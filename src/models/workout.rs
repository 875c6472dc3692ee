// SPDX-License-Identifier: MIT
// Copyright 2026 Roland Dreier <roland@rolandd.dev>

//! Workout model: one logged activity event.

use chrono::{DateTime, Utc};
use serde::{Deserialize, Serialize};

use crate::models::{ActivityConfig, ActivityType};

/// Logged workout stored under the workouts key.
///
/// Records are never mutated after creation; `points` is the value of the
/// activity configuration at the moment the workout was submitted.
#[derive(Debug, Clone, PartialEq, Serialize, Deserialize)]
#[serde(rename_all = "camelCase")]
pub struct Workout {
    /// Unique identifier
    pub id: String,
    /// Owning user id
    pub user_id: String,
    /// Activity label at submission time
    pub activity_type: ActivityType,
    /// Points snapshot
    pub points: f64,
    /// Submission instant (Unix milliseconds on disk)
    #[serde(with = "chrono::serde::ts_milliseconds")]
    pub timestamp: DateTime<Utc>,
}

impl Workout {
    /// Build a new workout from the matching configuration entry.
    pub fn from_config(user_id: &str, config: &ActivityConfig, at: DateTime<Utc>) -> Self {
        Self {
            id: new_record_id(),
            user_id: user_id.to_string(),
            activity_type: config.activity_type.clone(),
            points: config.points,
            timestamp: at,
        }
    }
}

/// Fresh identifier for users and workouts.
pub fn new_record_id() -> String {
    uuid::Uuid::new_v4().simple().to_string()
}

#[cfg(test)]
mod tests {
    use super::*;
    use chrono::TimeZone;

    #[test]
    fn test_timestamp_is_epoch_millis() {
        let raw = r#"{"id":"k3j2h1","userId":"1","activityType":"Crossfit","points":1.0,"timestamp":1767225600123}"#;
        let workout: Workout = serde_json::from_str(raw).unwrap();

        assert_eq!(workout.timestamp.timestamp_millis(), 1_767_225_600_123);
        assert_eq!(workout.activity_type.as_str(), "Crossfit");

        let back: Workout = serde_json::from_str(&serde_json::to_string(&workout).unwrap()).unwrap();
        assert_eq!(back, workout);
    }

    #[test]
    fn test_from_config_snapshots_points() {
        let mut config = ActivityConfig {
            activity_type: ActivityType::new("Crossfit"),
            points: 1.0,
            color: "bg-orange-500".to_string(),
        };
        let at = Utc.with_ymd_and_hms(2026, 2, 1, 10, 0, 0).unwrap();
        let workout = Workout::from_config("1", &config, at);

        config.points = 2.0;

        assert_eq!(workout.points, 1.0);
        assert_eq!(workout.user_id, "1");
        assert_eq!(workout.timestamp, at);
    }

    #[test]
    fn test_record_ids_are_unique() {
        assert_ne!(new_record_id(), new_record_id());
    }
}
// SPDX-License-Identifier: MIT
// Copyright 2026 Roland Dreier <roland@rolandd.dev>

//! Middleware modules (session, admin gate).

pub mod auth;

pub use auth::{require_admin, require_session, SessionUser};
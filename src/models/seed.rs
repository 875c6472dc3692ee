// SPDX-License-Identifier: MIT
// Copyright 2026 Roland Dreier <roland@rolandd.dev>

//! Roster and activity table written on first start.

use crate::models::user::avatar_url;
use crate::models::{ActivityConfig, ActivityType, User};

/// (id, username, password, display name, admin)
const SEED_USERS: &[(&str, &str, &str, &str, bool)] = &[
    ("1", "juanmi", "guerrero_master", "Juanmi", false),
    ("2", "adri", "adri_2026", "Adri", false),
    ("3", "joseluis", "jose_luis_26", "Joseluis", false),
    ("4", "josevi", "jose_vi_26", "Josevi", false),
    ("5", "pedro", "pedro_g26", "Pedro", false),
    ("6", "franju", "franju_g26", "Franju", true),
    ("7", "sergio", "sergio_g26", "Sergio", false),
    ("8", "joseca", "jose_ca_26", "Joseca", false),
    ("9", "juanma", "juanma_g26", "Juanma", false),
];

const SEED_ACTIVITIES: &[(&str, f64, &str)] = &[
    ("Crossfit", 1.0, "bg-orange-500"),
    ("Correr", 1.0, "bg-blue-500"),
    ("Musculación", 1.0, "bg-purple-500"),
    ("Bicicleta", 1.0, "bg-green-500"),
    ("Pádel", 0.25, "bg-yellow-500"),
    ("Baloncesto", 0.25, "bg-red-500"),
];

pub fn initial_users() -> Vec<User> {
    SEED_USERS
        .iter()
        .map(|&(id, username, password, name, is_admin)| User {
            id: id.to_string(),
            username: username.to_string(),
            password: Some(password.to_string()),
            name: name.to_string(),
            is_admin,
            avatar: avatar_url(username),
        })
        .collect()
}

pub fn initial_activity_configs() -> Vec<ActivityConfig> {
    SEED_ACTIVITIES
        .iter()
        .map(|&(label, points, color)| ActivityConfig {
            activity_type: ActivityType::new(label),
            points,
            color: color.to_string(),
        })
        .collect()
}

_What to produce:_
Above are the records; from them, give again exactly the lines from the one containing "let mut config" to the one containing "assert_eq!(workout.points, 1.0);", both lines included, and nothing more.

_Result for this task:_
        let mut config = ActivityConfig {
            activity_type: ActivityType::new("Crossfit"),
            points: 1.0,
            color: "bg-orange-500".to_string(),
        };
        let at = Utc.with_ymd_and_hms(2026, 2, 1, 10, 0, 0).unwrap();
        let workout = Workout::from_config("1", &config, at);

        config.points = 2.0;

        assert_eq!(workout.points, 1.0);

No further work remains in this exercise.